Work item
Give back exactly the stretch of data below from the line holding "filename src/config.rs" through the line holding "use crate::services::progress::ProgressService;", both ends included, and leave the remaining lines out.
(Beginning of Data)
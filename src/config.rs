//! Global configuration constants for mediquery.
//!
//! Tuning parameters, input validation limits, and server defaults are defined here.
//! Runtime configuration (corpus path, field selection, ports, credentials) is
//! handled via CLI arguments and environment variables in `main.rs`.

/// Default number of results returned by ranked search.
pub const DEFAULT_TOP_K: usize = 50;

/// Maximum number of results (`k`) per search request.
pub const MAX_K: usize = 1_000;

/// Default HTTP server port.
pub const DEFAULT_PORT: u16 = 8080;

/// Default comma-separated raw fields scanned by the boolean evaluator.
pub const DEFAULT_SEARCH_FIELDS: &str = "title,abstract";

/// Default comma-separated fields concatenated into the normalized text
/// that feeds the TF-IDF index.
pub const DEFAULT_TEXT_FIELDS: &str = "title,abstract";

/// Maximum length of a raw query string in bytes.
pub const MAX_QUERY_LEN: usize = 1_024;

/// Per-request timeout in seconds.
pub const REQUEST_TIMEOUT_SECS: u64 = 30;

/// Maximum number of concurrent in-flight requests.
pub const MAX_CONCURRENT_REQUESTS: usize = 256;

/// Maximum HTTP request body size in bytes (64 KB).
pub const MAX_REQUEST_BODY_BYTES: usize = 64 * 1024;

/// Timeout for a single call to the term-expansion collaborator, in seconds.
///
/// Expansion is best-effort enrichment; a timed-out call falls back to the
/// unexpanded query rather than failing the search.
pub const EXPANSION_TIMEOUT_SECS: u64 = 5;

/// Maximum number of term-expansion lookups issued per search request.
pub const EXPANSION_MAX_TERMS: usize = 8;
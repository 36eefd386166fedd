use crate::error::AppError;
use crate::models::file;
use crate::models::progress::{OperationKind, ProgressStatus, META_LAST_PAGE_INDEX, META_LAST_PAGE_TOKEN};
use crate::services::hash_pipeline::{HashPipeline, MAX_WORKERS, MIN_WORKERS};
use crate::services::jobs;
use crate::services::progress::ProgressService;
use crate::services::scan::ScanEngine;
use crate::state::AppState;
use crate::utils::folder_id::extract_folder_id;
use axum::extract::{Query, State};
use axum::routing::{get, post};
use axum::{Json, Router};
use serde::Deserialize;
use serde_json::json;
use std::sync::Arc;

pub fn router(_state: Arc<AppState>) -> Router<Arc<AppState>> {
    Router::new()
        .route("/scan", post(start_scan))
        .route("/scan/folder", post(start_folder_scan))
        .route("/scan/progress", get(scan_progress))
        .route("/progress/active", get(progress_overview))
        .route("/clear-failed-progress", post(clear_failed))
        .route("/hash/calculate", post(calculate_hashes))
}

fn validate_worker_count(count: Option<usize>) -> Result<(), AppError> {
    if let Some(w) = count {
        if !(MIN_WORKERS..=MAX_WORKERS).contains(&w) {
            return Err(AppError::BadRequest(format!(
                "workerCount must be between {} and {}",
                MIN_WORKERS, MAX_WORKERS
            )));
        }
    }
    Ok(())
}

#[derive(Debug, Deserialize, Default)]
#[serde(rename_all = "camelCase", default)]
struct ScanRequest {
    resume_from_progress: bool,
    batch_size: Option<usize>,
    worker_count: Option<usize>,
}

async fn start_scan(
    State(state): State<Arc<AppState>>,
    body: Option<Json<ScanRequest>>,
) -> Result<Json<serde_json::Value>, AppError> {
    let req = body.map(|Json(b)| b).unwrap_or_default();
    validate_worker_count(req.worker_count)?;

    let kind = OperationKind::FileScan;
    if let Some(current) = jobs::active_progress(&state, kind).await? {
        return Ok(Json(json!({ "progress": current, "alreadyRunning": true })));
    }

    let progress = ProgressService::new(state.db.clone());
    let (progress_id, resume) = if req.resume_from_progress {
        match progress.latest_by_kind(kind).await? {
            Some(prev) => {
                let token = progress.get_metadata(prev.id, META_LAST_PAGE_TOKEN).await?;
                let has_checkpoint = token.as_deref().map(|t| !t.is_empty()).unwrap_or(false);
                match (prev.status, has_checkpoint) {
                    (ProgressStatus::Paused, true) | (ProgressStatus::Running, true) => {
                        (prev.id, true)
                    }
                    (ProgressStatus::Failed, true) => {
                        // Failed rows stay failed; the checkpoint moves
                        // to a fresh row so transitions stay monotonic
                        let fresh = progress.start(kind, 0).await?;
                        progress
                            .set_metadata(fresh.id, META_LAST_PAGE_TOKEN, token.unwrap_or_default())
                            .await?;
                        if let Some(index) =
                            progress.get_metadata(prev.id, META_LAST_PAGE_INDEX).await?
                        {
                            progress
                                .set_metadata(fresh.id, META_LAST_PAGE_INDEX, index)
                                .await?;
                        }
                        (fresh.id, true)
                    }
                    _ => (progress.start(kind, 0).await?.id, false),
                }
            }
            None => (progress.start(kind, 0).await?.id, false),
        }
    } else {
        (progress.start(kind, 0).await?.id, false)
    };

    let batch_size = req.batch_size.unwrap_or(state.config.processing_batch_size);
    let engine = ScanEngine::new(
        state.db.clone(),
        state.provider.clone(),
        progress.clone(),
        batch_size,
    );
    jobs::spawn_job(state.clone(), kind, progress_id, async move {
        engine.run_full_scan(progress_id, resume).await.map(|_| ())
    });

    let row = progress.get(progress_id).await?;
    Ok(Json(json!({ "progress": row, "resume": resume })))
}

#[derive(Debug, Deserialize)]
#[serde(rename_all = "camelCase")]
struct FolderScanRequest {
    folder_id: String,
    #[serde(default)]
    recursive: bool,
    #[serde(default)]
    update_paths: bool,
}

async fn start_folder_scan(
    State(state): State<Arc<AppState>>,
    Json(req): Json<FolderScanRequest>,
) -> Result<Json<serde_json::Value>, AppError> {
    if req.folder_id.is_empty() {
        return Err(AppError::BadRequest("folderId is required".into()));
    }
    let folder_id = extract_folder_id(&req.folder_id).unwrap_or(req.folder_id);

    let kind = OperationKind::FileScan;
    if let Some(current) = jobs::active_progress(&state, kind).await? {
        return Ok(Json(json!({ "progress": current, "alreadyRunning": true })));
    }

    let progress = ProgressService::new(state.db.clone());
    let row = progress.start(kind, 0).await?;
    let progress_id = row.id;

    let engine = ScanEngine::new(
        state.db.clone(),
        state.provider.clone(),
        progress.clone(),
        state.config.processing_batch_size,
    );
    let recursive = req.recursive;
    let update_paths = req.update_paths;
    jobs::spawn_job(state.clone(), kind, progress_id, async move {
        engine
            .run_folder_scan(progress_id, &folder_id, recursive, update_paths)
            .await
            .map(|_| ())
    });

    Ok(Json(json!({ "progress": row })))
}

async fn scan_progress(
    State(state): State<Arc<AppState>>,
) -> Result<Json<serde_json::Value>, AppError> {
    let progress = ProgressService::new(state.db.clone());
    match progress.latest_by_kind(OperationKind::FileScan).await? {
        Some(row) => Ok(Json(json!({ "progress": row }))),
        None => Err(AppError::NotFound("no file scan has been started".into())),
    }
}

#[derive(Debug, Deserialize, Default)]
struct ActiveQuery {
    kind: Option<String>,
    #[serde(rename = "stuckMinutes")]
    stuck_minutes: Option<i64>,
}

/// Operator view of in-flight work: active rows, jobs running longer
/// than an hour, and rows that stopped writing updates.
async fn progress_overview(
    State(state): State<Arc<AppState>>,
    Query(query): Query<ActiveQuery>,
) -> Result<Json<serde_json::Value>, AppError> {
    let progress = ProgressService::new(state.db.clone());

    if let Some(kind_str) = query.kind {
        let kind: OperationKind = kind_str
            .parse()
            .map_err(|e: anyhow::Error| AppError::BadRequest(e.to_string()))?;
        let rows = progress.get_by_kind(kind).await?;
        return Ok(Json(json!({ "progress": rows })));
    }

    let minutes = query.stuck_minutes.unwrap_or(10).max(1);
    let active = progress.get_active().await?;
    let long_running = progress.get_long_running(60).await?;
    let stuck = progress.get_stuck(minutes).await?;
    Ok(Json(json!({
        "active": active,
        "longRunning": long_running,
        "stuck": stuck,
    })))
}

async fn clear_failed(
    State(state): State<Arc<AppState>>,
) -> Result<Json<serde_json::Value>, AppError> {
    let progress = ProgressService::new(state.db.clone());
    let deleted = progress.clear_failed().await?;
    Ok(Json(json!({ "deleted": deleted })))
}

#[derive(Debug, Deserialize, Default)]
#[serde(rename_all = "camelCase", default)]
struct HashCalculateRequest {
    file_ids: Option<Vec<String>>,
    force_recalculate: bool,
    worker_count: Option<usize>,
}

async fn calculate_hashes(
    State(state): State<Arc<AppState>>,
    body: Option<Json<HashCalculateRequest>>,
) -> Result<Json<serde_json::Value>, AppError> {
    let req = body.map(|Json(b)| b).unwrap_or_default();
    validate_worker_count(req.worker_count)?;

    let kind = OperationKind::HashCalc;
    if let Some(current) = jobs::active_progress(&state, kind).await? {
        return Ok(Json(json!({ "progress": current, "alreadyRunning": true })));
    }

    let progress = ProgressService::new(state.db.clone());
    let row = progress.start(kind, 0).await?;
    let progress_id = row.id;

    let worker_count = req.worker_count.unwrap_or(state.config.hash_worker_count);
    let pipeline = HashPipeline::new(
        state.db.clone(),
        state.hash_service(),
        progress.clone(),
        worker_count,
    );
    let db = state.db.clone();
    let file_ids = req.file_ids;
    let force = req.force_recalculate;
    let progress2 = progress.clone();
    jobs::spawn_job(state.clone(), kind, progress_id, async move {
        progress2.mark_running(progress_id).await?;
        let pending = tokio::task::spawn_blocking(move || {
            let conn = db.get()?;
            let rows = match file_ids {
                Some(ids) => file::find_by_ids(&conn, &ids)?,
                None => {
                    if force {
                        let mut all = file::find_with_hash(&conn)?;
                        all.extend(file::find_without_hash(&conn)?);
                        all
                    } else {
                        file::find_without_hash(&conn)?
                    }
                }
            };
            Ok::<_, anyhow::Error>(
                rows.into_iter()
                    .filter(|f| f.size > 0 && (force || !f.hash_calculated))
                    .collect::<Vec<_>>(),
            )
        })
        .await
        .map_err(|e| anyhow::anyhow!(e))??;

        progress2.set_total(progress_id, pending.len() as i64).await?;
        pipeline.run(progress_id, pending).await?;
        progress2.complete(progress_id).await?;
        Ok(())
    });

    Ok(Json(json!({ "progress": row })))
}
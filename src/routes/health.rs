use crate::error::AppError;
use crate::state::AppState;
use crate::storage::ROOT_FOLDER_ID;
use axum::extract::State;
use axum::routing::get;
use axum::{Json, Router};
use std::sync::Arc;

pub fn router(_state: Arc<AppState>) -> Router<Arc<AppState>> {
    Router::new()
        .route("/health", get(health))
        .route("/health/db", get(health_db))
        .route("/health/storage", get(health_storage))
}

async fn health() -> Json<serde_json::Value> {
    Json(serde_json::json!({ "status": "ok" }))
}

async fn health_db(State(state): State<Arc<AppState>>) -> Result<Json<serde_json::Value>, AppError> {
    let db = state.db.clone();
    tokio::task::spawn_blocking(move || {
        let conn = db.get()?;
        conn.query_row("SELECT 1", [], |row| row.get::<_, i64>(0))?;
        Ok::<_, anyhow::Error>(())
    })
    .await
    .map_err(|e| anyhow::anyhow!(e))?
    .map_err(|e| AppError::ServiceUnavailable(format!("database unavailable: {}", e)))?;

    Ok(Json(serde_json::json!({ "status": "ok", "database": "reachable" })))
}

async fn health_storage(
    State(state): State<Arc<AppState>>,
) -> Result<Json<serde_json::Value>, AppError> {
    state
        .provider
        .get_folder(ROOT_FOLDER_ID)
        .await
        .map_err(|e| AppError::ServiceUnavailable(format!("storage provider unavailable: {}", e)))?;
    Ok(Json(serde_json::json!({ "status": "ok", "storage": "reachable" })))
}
(End of Data)
(Beginning of Data)
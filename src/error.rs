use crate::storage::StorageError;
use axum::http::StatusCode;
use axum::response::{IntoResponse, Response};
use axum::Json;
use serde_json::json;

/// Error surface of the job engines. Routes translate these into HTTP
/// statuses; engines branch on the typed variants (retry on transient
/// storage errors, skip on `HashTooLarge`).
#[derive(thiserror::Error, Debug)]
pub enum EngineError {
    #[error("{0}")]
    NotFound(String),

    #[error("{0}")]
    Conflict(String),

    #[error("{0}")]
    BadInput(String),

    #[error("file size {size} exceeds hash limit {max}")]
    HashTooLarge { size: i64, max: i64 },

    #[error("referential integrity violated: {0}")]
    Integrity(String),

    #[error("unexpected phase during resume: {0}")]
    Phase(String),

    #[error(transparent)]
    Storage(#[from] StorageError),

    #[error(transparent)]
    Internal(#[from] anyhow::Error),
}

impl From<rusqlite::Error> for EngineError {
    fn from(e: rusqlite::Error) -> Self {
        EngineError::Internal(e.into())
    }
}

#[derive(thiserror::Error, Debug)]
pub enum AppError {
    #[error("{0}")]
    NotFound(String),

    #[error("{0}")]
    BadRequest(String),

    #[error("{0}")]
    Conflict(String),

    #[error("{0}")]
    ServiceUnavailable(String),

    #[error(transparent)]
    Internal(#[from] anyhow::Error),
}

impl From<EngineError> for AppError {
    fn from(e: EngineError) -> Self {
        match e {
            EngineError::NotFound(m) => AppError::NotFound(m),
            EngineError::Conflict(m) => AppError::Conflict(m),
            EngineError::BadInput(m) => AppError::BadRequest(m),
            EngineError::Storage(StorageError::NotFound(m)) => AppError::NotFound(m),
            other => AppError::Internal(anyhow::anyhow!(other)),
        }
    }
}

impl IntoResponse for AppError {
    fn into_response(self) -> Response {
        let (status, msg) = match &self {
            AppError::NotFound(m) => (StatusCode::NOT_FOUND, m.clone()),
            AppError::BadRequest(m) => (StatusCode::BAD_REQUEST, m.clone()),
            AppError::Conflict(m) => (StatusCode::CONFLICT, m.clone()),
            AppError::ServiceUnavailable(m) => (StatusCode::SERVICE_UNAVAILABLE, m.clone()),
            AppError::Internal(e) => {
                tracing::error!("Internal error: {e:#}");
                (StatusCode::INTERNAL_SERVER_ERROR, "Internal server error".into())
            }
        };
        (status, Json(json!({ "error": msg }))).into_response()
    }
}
(End of Data)
(Beginning of Data)
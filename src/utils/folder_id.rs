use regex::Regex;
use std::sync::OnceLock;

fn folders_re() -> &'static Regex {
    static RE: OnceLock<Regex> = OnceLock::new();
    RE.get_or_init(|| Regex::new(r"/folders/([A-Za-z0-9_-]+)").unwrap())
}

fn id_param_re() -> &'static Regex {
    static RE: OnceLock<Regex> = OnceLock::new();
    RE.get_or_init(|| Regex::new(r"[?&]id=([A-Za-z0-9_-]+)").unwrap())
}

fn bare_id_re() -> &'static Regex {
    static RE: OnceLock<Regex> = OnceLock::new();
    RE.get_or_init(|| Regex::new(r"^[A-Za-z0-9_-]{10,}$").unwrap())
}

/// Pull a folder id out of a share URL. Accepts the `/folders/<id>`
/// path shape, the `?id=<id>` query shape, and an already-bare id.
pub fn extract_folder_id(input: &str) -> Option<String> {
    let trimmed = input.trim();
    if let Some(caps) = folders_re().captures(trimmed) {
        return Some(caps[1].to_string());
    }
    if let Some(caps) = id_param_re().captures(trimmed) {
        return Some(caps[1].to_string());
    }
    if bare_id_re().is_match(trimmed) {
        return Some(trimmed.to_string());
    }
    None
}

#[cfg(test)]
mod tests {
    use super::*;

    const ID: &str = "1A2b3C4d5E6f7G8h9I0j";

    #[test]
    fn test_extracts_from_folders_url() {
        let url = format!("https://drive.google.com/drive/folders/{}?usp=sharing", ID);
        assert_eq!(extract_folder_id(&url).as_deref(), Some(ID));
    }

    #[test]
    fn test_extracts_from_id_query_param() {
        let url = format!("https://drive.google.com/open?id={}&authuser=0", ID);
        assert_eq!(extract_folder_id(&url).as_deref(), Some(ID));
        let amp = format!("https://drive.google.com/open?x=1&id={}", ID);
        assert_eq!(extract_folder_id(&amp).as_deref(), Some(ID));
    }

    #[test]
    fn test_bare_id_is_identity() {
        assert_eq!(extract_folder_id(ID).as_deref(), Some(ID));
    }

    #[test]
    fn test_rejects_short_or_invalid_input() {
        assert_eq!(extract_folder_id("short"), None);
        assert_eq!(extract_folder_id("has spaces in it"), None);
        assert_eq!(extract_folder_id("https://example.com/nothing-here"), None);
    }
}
(End of Data)
Written answer
filename src/config.rs
//! Global configuration constants for mediquery.
//!
//! Tuning parameters, input validation limits, and server defaults are defined here.
//! Runtime configuration (corpus path, field selection, ports, credentials) is
//! handled via CLI arguments and environment variables in `main.rs`.

/// Default number of results returned by ranked search.
pub const DEFAULT_TOP_K: usize = 50;

/// Maximum number of results (`k`) per search request.
pub const MAX_K: usize = 1_000;

/// Default HTTP server port.
pub const DEFAULT_PORT: u16 = 8080;

/// Default comma-separated raw fields scanned by the boolean evaluator.
pub const DEFAULT_SEARCH_FIELDS: &str = "title,abstract";

/// Default comma-separated fields concatenated into the normalized text
/// that feeds the TF-IDF index.
pub const DEFAULT_TEXT_FIELDS: &str = "title,abstract";

/// Maximum length of a raw query string in bytes.
pub const MAX_QUERY_LEN: usize = 1_024;

/// Per-request timeout in seconds.
pub const REQUEST_TIMEOUT_SECS: u64 = 30;

/// Maximum number of concurrent in-flight requests.
pub const MAX_CONCURRENT_REQUESTS: usize = 256;

/// Maximum HTTP request body size in bytes (64 KB).
pub const MAX_REQUEST_BODY_BYTES: usize = 64 * 1024;

/// Timeout for a single call to the term-expansion collaborator, in seconds.
///
/// Expansion is best-effort enrichment; a timed-out call falls back to the
/// unexpanded query rather than failing the search.
pub const EXPANSION_TIMEOUT_SECS: u64 = 5;

/// Maximum number of term-expansion lookups issued per search request.
pub const EXPANSION_MAX_TERMS: usize = 8;
repository 36eefd386166fedd
use crate::error::AppError;
use crate::models::file;
use crate::models::progress::{OperationKind, ProgressStatus, META_LAST_PAGE_INDEX, META_LAST_PAGE_TOKEN};
use crate::services::hash_pipeline::{HashPipeline, MAX_WORKERS, MIN_WORKERS};
use crate::services::jobs;
use crate::services::progress::ProgressService;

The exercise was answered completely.